▶ _TO DO_
Among the entries below, how many lines hold "MediaInfo"? Only the number is wanted.

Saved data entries
++++++

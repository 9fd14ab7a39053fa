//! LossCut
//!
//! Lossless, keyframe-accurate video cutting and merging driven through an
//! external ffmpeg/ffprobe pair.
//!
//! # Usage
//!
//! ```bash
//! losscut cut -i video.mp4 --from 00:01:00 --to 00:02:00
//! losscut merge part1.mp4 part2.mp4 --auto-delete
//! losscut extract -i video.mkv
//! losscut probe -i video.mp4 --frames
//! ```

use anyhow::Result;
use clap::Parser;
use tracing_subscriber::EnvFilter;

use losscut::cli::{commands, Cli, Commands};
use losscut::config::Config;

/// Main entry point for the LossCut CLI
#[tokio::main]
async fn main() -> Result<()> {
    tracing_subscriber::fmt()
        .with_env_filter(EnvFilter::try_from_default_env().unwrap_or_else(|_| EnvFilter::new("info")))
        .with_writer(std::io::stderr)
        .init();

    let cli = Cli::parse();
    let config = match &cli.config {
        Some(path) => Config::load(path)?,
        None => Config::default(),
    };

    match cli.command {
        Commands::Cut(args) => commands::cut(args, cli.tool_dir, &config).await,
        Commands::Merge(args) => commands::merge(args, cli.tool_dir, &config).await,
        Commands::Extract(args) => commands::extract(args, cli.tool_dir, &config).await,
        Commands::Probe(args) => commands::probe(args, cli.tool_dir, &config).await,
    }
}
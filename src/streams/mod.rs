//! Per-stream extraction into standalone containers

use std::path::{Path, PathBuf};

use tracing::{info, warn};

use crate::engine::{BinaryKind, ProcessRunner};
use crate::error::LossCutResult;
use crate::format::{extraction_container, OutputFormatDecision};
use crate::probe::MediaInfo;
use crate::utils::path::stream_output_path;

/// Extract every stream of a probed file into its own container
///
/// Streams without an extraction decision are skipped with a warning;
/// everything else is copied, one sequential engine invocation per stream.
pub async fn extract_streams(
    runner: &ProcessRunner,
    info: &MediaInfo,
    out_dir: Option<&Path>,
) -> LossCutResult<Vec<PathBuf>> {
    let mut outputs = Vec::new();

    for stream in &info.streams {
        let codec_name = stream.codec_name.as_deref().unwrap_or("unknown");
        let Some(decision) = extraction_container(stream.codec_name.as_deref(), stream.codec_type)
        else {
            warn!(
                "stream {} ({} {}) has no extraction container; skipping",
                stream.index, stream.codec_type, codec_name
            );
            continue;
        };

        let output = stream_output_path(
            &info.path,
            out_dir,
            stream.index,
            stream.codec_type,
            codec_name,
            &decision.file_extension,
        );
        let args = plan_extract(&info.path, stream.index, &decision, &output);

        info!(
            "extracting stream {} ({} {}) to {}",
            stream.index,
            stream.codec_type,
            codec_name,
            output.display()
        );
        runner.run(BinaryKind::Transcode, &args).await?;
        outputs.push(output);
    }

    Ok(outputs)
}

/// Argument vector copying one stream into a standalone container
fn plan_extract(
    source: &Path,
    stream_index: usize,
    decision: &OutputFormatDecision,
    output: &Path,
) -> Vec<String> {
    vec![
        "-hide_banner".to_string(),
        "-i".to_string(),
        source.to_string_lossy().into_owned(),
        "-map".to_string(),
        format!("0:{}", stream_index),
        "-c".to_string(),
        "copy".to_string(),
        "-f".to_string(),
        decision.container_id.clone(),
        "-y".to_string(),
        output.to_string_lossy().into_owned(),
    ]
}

++++++

▶ _EXERCISE ANSWER_
2